Every beginner cryptocurrency trader or investor has to get through the steep learning curve of learning the confusing terminology surrounding digital currencies. But one pair of frequently overlooked terms often elude learners because we often assume we already know what they are – until you actually notice places like cryptocurrency exchanges and news articles using them to mean different things. And these are terms you probably see all the time: coins and tokens.

Coins and tokens are both units that people use to measure cryptocurrency. Both signify value and can be exchanged for goods or other currencies. For example, you can trade X number of coins, or X number of tokens.

Where the cryptocurrency world is concerned, coins and tokens both run on blockchain technology – digital ledgers that are used to record transactions transparently and securely. Both coins and tokens have many overlaps in meaning, so much so that many think they are just two different words to mean the same thing.

However, there are some differences – especially when it comes to their properties and functions – that make coins and tokens quite distinct from each other.

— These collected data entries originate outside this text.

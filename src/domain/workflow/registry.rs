//! Step handler registry

use std::collections::HashMap;
use std::fmt;
use std::sync::Arc;

use super::entity::{StepType, Workflow, WorkflowStep};
use super::error::WorkflowError;
use super::handler::StepHandler;

/// Config key naming the concrete action of an `ACTION` step
pub const ACTION_TYPE_KEY: &str = "action_type";

/// Compute the registry key for a step type and optional action type
///
/// Step types are upper-cased. `ACTION` with a non-empty action type becomes
/// `ACTION_<ACTION_TYPE>`; without one it stays `ACTION`, the generic no-op.
pub fn normalize_handler_key(step_type: &str, action_type: Option<&str>) -> String {
    let step_type = step_type.trim().to_uppercase();
    if step_type != StepType::Action.as_str() {
        return step_type;
    }

    match action_type.map(str::trim).filter(|a| !a.is_empty()) {
        Some(action) => format!("ACTION_{}", action.to_uppercase()),
        None => step_type,
    }
}

/// Registry key for a concrete step
pub fn handler_key(step: &WorkflowStep) -> String {
    normalize_handler_key(step.step_type().as_str(), step.config_str(ACTION_TYPE_KEY))
}

/// Maps normalized step type keys to handlers
#[derive(Clone, Default)]
pub struct HandlerRegistry {
    handlers: HashMap<String, Arc<dyn StepHandler>>,
}

impl HandlerRegistry {
    pub fn new() -> Self {
        Self::default()
    }

    /// Register a handler, replacing any handler previously under the key
    pub fn register(&mut self, key: impl AsRef<str>, handler: Arc<dyn StepHandler>) {
        let key = key.as_ref().trim().to_uppercase();
        self.handlers.insert(key, handler);
    }

    /// Builder form of [`HandlerRegistry::register`]
    pub fn with_handler(mut self, key: impl AsRef<str>, handler: Arc<dyn StepHandler>) -> Self {
        self.register(key, handler);
        self
    }

    pub fn contains(&self, key: &str) -> bool {
        self.handlers.contains_key(&key.trim().to_uppercase())
    }

    /// Registered keys, sorted
    pub fn keys(&self) -> Vec<String> {
        let mut keys: Vec<String> = self.handlers.keys().cloned().collect();
        keys.sort();
        keys
    }

    pub fn len(&self) -> usize {
        self.handlers.len()
    }

    pub fn is_empty(&self) -> bool {
        self.handlers.is_empty()
    }

    /// Resolve the handler for a step
    pub fn resolve(&self, step: &WorkflowStep) -> Result<Arc<dyn StepHandler>, WorkflowError> {
        let key = handler_key(step);
        self.handlers
            .get(&key)
            .cloned()
            .ok_or_else(|| WorkflowError::handler_not_found(key))
    }

    /// Check that every step of a workflow, nested ones included, resolves
    pub fn validate(&self, workflow: &Workflow) -> Result<(), WorkflowError> {
        self.validate_steps(workflow.steps())
    }

    /// Check that every step in the tree resolves
    pub fn validate_steps(&self, steps: &[WorkflowStep]) -> Result<(), WorkflowError> {
        let mut unknown = Vec::new();
        self.collect_unknown(steps, &mut unknown);

        if unknown.is_empty() {
            Ok(())
        } else {
            Err(WorkflowError::UnknownStepTypes(unknown))
        }
    }

    fn collect_unknown(&self, steps: &[WorkflowStep], unknown: &mut Vec<String>) {
        for step in steps {
            let key = handler_key(step);
            if !self.handlers.contains_key(&key) && !unknown.contains(&key) {
                unknown.push(key);
            }
            self.collect_unknown(step.children(), unknown);
        }
    }
}

impl fmt::Debug for HandlerRegistry {
    fn fmt(&self, f: &mut fmt::Formatter<'_>) -> fmt::Result {
        f.debug_struct("HandlerRegistry")
            .field("handlers", &self.keys())
            .finish()
    }
}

  1. Coins are money; tokens are not

A factor that sets cryptocurrency coins apart from tokens is its value proposition. The value of cryptocurrency coins is based on their utility as a store of value and a medium of exchange since they are made to be used as a form of currency. Cryptocurrency coins have a fixed supply – primarily intended to ensure scarcity and preserve the value of the currency.

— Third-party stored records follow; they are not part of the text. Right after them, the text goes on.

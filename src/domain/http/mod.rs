//! Outbound API calls made by FETCH_API_DATA steps and the text generator

use std::fmt;

use async_trait::async_trait;
use serde::{Deserialize, Serialize};
use serde_json::Value;

#[cfg(test)]
use mockall::automock;

use crate::domain::error::DomainError;
use crate::domain::workflow::template::value_to_string;

/// HTTP methods a step may use
#[derive(Debug, Clone, Copy, PartialEq, Eq, Serialize, Deserialize)]
#[serde(rename_all = "UPPERCASE")]
pub enum HttpMethod {
    Get,
    Post,
    Put,
    Patch,
    Delete,
}

impl HttpMethod {
    /// Parse a method name case-insensitively
    pub fn parse(value: &str) -> Option<Self> {
        match value.trim().to_uppercase().as_str() {
            "GET" => Some(Self::Get),
            "POST" => Some(Self::Post),
            "PUT" => Some(Self::Put),
            "PATCH" => Some(Self::Patch),
            "DELETE" => Some(Self::Delete),
            _ => None,
        }
    }

    pub fn as_str(&self) -> &'static str {
        match self {
            Self::Get => "GET",
            Self::Post => "POST",
            Self::Put => "PUT",
            Self::Patch => "PATCH",
            Self::Delete => "DELETE",
        }
    }
}

impl fmt::Display for HttpMethod {
    fn fmt(&self, f: &mut fmt::Formatter<'_>) -> fmt::Result {
        f.write_str(self.as_str())
    }
}

/// Credentials attached to an API request
#[derive(Debug, Clone, Default, PartialEq, Eq)]
pub enum ApiAuth {
    #[default]
    None,
    Bearer(String),
    Basic {
        username: String,
        password: Option<String>,
    },
    /// Arbitrary header such as `X-Api-Key`
    Header { name: String, value: String },
}

/// A single outbound API call
#[derive(Debug, Clone, PartialEq)]
pub struct ApiRequest {
    pub method: HttpMethod,
    pub url: String,
    pub headers: Vec<(String, String)>,
    pub auth: ApiAuth,

    /// Query parameters for GET, JSON body for every other method
    pub payload: Option<Value>,
}

impl ApiRequest {
    pub fn new(method: HttpMethod, url: impl Into<String>) -> Self {
        Self {
            method,
            url: url.into(),
            headers: Vec::new(),
            auth: ApiAuth::None,
            payload: None,
        }
    }

    pub fn post(url: impl Into<String>) -> Self {
        Self::new(HttpMethod::Post, url)
    }

    pub fn with_header(mut self, name: impl Into<String>, value: impl Into<String>) -> Self {
        self.headers.push((name.into(), value.into()));
        self
    }

    pub fn with_auth(mut self, auth: ApiAuth) -> Self {
        self.auth = auth;
        self
    }

    pub fn with_payload(mut self, payload: Value) -> Self {
        self.payload = Some(payload);
        self
    }

    /// Payload flattened to query parameters; only object payloads qualify
    pub fn query_pairs(&self) -> Vec<(String, String)> {
        match &self.payload {
            Some(Value::Object(map)) => map
                .iter()
                .map(|(key, value)| (key.clone(), value_to_string(value)))
                .collect(),
            _ => Vec::new(),
        }
    }
}

/// Successful API response
#[derive(Debug, Clone, PartialEq)]
pub struct ApiResponse {
    pub status: u16,

    /// Decoded JSON, the raw text when the body is not JSON, `null` when empty
    pub body: Value,
}

impl ApiResponse {
    pub fn new(status: u16, body: Value) -> Self {
        Self { status, body }
    }
}

/// Client for outbound API calls
#[cfg_attr(test, automock)]
#[async_trait]
pub trait ApiClient: Send + Sync {
    /// Send the request; a non-success status is a provider error
    async fn send(&self, request: ApiRequest) -> Result<ApiResponse, DomainError>;
}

However, tokens are often designed with a specific purpose in mind, such as to signify ownership in a business, use in a decentralised application, or access to a certain service.  As such, the value of tokens is determined by their underlying asset or the value of the platform they are linked to, not by their utility as a currency.

  1. Cryptocurrency coins are native to a blockchain

The pillar of virtually all cryptocurrencies today is blockchain technology. True cryptocurrency coins are built on their own blockchain technology, like how Bitcoin runs on its own blockchain and Ether runs on the Ethereum blockchain. Coins and their blockchain are designed hand-in-hand, and you can’t have one without the other.

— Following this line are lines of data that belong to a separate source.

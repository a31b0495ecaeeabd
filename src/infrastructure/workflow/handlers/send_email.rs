//! ACTION_SEND_EMAIL handler

use std::sync::Arc;

use async_trait::async_trait;
use serde_json::json;
use tracing::info;

use super::{collaborator_error, config_error};
use crate::domain::workflow::{
    template::value_to_string, templated_value, ExecutionContext, NestedStepExecutor, StepHandler,
    StepResult, WorkflowError, WorkflowStep,
};
use crate::domain::{EmailMessage, Mailer};

/// Renders `to`, `subject` and `body` and hands the message to the mailer
pub struct SendEmailHandler {
    mailer: Arc<dyn Mailer>,
}

impl SendEmailHandler {
    pub fn new(mailer: Arc<dyn Mailer>) -> Self {
        Self { mailer }
    }

    fn render(step: &WorkflowStep, key: &str, context: &ExecutionContext) -> String {
        step.config_value(key)
            .map(|raw| value_to_string(&templated_value(raw, context)))
            .unwrap_or_default()
    }
}

#[async_trait]
impl StepHandler for SendEmailHandler {
    async fn handle(
        &self,
        context: &mut ExecutionContext,
        step: &WorkflowStep,
        _executor: &dyn NestedStepExecutor,
    ) -> Result<StepResult, WorkflowError> {
        let to = Self::render(step, "to", context).trim().to_string();
        if to.is_empty() {
            return Err(config_error(step.id(), "Recipient 'to' is required"));
        }
        let subject = Self::render(step, "subject", context);
        let body = Self::render(step, "body", context);

        let message_ref = self
            .mailer
            .send(EmailMessage::new(to.clone(), subject.clone(), body))
            .await
            .map_err(|e| collaborator_error(step.id(), e))?;

        info!(step_id = %step.id(), to = %to, message_id = %message_ref.as_str(), "Email sent");

        Ok(StepResult::completed(json!({
            "to": to,
            "subject": subject,
            "message_id": message_ref.as_str(),
        })))
    }
}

In contrast, tokens are created and transacted on existing blockchain platforms. For example, cryptocurrencies like Tether, USDC, Shiba Inu, and DAI Stablecoin all run on the Ethereum network. Transferring tokens from one person to another are based on smart contracts, self-executing contracts built into the blockchain system. For example, Ethereum’s smart contract system is called ERC-20, while NEO uses Nep-5.

As a side effect of this distinction between coins and tokens, you’ll find that there are vastly more tokens than cryptocurrencies simply because it is easier to create a token based on a blockchain that already exists rather than create a whole blockchain and coin from scratch.

  1. Cryptocurrency can be mined

Notice how Bitcoin and Ether have a limited supply and need to be mined before they can be in circulation? Two ways of mining crypto coins are through the proof of work (PoW) mechanism or the proof of stake (PoS) mechanism.

Tokens, however, are usually pre-mined – meaning that the entire supply is already in circulation at the token’s point of launch.

Conclusion

With a better understanding of cryptocurrency coins and tokens, you can now make better sense of discussions surrounding crypto and make better trading decisions. But for us here at Coinut, the distinction is minimal because we facilitate the trading of both types of assets.

Coinut is a crypto trading platform which offers some of the best Bitcoin, Ethereum, and Litecoin prices in Singapore thanks to our low commission fees. Join over a million users on our platform to enjoy fast-speed trading, a user-friendly interface, and real-time crypto news and updates!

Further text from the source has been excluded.